WHAT IS NEEDED: Please return only the lines from the one holding "Self::with_spacing(node, Duration::ZERO)" through the one holding "if let Some(events)", exactly as they appear in the records below, both ends included.

INPUT DATA:

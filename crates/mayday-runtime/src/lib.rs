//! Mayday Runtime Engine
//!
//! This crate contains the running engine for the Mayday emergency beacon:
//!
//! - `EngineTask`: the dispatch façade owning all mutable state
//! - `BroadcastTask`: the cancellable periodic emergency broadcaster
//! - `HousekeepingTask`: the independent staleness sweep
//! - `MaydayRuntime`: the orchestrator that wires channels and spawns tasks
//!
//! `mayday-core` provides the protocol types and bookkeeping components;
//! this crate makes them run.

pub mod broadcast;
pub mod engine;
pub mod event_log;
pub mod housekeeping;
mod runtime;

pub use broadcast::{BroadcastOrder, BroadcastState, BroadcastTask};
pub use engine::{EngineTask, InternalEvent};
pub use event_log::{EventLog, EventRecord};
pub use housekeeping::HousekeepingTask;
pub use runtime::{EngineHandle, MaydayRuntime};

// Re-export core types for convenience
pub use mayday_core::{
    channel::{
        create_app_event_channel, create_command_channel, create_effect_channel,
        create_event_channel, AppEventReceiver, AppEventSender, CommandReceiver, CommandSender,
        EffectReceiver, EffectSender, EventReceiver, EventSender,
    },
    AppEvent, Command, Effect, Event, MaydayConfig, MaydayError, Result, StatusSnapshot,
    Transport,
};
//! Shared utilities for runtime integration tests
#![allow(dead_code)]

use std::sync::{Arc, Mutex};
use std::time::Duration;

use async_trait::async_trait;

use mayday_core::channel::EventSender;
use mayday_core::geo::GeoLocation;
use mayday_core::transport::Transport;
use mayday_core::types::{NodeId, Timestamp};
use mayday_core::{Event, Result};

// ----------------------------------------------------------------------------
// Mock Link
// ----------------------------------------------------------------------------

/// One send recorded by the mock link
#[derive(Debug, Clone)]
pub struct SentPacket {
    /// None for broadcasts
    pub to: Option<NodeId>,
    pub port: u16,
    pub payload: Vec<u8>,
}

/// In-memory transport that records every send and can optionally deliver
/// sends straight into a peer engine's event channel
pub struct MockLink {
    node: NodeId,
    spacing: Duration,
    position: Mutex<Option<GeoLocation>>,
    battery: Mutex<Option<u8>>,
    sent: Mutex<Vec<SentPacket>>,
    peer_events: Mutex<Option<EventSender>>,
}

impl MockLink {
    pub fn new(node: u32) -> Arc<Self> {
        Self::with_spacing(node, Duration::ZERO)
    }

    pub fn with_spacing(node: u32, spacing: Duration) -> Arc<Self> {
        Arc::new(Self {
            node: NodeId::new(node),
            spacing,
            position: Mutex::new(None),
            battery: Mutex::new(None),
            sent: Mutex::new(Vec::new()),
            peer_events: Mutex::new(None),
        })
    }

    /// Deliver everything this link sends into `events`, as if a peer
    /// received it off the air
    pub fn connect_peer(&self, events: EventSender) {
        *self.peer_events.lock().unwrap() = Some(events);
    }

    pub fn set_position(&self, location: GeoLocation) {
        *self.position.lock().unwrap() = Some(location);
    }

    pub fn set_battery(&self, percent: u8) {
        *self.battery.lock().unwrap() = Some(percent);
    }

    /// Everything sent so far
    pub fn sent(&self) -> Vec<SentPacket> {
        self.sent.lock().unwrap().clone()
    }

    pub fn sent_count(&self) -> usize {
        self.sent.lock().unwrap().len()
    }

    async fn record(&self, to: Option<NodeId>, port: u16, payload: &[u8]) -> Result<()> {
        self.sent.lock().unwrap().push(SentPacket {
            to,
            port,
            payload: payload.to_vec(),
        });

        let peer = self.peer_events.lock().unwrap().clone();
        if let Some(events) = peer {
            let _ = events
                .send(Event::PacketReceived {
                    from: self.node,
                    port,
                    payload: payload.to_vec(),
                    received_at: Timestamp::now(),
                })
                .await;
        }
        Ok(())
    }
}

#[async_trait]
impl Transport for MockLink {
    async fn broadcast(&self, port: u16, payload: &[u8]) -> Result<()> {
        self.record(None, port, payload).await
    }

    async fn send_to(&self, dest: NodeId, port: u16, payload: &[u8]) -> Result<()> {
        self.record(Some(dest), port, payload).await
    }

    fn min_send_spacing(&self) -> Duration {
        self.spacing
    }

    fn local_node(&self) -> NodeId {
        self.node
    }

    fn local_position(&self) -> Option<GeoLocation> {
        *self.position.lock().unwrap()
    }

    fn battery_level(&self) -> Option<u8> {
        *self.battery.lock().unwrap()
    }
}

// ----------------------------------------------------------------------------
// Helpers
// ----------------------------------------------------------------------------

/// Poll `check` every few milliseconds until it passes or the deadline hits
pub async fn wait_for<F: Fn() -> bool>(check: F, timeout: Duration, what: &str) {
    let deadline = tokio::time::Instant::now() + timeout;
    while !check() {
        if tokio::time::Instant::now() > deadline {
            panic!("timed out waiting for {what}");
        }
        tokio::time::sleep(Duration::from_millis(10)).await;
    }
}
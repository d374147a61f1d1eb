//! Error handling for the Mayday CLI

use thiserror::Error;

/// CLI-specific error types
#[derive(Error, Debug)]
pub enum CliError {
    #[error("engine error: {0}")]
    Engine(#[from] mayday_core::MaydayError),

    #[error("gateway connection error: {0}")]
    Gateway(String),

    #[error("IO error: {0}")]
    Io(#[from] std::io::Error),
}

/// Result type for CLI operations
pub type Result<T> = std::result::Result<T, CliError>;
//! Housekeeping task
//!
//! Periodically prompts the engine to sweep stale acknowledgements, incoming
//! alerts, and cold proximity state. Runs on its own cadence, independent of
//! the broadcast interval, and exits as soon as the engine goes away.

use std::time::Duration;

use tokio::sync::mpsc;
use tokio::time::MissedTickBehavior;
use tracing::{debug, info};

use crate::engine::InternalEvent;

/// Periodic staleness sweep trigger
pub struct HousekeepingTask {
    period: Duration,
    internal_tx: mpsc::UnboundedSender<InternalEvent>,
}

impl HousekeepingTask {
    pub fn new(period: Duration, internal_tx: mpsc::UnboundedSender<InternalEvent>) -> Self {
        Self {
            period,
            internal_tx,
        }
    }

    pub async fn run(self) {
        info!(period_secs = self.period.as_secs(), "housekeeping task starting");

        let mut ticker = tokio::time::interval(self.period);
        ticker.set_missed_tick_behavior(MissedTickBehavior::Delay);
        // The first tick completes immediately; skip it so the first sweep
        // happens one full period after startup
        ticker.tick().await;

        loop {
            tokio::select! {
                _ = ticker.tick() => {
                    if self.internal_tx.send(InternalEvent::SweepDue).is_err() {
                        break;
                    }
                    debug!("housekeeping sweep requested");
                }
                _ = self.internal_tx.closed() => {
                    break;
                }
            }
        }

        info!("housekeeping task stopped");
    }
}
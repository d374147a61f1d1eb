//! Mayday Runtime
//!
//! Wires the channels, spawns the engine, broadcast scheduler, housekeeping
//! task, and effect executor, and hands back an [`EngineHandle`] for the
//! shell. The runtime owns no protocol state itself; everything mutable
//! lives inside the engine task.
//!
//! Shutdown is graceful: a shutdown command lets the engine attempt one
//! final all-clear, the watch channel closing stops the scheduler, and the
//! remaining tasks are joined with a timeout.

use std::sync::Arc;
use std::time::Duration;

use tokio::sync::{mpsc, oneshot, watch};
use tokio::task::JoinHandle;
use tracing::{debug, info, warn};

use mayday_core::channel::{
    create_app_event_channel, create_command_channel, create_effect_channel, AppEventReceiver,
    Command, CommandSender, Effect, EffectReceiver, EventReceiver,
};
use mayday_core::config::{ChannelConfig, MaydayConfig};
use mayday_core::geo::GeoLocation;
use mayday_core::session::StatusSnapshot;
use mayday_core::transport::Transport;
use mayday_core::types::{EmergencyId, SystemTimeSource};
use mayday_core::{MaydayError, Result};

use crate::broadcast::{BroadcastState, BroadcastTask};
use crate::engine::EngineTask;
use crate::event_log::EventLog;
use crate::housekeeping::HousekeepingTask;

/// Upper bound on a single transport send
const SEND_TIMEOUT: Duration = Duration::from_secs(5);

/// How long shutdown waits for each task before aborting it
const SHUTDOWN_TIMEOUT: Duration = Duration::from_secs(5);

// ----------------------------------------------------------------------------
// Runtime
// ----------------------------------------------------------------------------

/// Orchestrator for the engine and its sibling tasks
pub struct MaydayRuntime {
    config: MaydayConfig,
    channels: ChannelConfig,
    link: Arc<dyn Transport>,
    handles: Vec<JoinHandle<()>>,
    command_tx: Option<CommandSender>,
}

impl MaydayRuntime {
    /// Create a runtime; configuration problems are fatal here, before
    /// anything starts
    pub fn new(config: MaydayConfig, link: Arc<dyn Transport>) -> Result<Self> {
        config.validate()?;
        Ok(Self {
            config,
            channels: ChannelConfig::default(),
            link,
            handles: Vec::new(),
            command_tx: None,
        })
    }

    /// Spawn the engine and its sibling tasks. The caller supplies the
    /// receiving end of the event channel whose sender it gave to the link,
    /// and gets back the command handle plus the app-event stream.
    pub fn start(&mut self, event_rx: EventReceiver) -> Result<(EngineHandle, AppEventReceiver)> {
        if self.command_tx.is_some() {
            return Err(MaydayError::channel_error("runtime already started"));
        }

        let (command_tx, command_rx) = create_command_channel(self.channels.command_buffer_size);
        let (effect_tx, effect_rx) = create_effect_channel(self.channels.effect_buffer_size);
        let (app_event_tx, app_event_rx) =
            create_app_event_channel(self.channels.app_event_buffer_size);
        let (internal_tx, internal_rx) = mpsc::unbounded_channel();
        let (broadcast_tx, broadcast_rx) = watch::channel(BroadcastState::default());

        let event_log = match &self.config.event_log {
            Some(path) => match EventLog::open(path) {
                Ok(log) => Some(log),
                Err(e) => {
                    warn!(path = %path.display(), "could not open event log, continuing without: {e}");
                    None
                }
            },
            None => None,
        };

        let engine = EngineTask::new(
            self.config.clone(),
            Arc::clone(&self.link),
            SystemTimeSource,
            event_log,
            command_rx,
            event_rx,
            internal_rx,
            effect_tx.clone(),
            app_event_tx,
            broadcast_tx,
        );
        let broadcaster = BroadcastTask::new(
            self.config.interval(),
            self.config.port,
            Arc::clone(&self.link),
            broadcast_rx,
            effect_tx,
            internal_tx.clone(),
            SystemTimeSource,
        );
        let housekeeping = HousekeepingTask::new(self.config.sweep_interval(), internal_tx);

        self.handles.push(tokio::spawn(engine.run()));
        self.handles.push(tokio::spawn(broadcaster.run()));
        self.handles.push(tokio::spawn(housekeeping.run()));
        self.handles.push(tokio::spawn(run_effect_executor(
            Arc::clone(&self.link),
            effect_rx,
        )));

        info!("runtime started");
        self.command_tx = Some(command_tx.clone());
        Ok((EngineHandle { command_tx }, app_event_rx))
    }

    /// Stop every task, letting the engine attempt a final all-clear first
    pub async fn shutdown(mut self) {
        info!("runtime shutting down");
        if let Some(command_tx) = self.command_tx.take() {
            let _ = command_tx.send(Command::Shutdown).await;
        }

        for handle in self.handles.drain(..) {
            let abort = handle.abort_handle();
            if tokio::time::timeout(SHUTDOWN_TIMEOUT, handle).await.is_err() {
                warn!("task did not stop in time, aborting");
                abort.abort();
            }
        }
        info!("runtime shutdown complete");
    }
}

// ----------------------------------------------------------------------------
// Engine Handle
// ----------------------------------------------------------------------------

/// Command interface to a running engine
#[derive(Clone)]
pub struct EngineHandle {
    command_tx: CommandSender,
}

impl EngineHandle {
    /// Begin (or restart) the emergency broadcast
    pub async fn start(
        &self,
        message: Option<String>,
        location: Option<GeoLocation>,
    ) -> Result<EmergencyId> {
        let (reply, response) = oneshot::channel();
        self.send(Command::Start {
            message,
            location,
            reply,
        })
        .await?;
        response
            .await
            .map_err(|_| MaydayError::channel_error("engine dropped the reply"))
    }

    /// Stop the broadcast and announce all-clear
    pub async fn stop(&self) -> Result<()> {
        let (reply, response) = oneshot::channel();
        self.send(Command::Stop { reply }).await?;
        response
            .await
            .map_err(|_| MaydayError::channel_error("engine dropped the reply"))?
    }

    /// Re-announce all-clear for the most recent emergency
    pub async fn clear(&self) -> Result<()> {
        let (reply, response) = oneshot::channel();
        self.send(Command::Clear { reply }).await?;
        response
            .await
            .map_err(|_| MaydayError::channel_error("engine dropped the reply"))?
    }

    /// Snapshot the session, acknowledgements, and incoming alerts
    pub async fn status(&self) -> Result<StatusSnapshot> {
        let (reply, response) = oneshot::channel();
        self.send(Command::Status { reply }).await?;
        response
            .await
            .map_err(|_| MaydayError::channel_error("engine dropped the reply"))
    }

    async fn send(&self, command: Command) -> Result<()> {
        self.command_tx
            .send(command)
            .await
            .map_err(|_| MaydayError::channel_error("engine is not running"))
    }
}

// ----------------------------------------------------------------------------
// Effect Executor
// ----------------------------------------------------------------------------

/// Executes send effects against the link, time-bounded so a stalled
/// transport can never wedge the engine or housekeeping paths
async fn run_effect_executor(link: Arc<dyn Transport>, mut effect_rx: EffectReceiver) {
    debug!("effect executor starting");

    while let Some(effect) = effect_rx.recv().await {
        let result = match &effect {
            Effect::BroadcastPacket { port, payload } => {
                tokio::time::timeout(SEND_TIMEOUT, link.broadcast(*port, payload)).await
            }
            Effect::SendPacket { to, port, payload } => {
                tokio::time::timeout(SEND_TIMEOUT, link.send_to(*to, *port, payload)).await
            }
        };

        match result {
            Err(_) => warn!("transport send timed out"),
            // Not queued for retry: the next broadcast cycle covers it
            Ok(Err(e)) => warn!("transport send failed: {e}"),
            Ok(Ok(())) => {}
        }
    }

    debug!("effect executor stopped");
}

SOLUTION:
        Self::with_spacing(node, Duration::ZERO)
    }

    pub fn with_spacing(node: u32, spacing: Duration) -> Arc<Self> {
        Arc::new(Self {
            node: NodeId::new(node),
            spacing,
            position: Mutex::new(None),
            battery: Mutex::new(None),
            sent: Mutex::new(Vec::new()),
            peer_events: Mutex::new(None),
        })
    }

    /// Deliver everything this link sends into `events`, as if a peer
    /// received it off the air
    pub fn connect_peer(&self, events: EventSender) {
        *self.peer_events.lock().unwrap() = Some(events);
    }

    pub fn set_position(&self, location: GeoLocation) {
        *self.position.lock().unwrap() = Some(location);
    }

    pub fn set_battery(&self, percent: u8) {
        *self.battery.lock().unwrap() = Some(percent);
    }

    /// Everything sent so far
    pub fn sent(&self) -> Vec<SentPacket> {
        self.sent.lock().unwrap().clone()
    }

    pub fn sent_count(&self) -> usize {
        self.sent.lock().unwrap().len()
    }

    async fn record(&self, to: Option<NodeId>, port: u16, payload: &[u8]) -> Result<()> {
        self.sent.lock().unwrap().push(SentPacket {
            to,
            port,
            payload: payload.to_vec(),
        });

        let peer = self.peer_events.lock().unwrap().clone();
        if let Some(events) = peer {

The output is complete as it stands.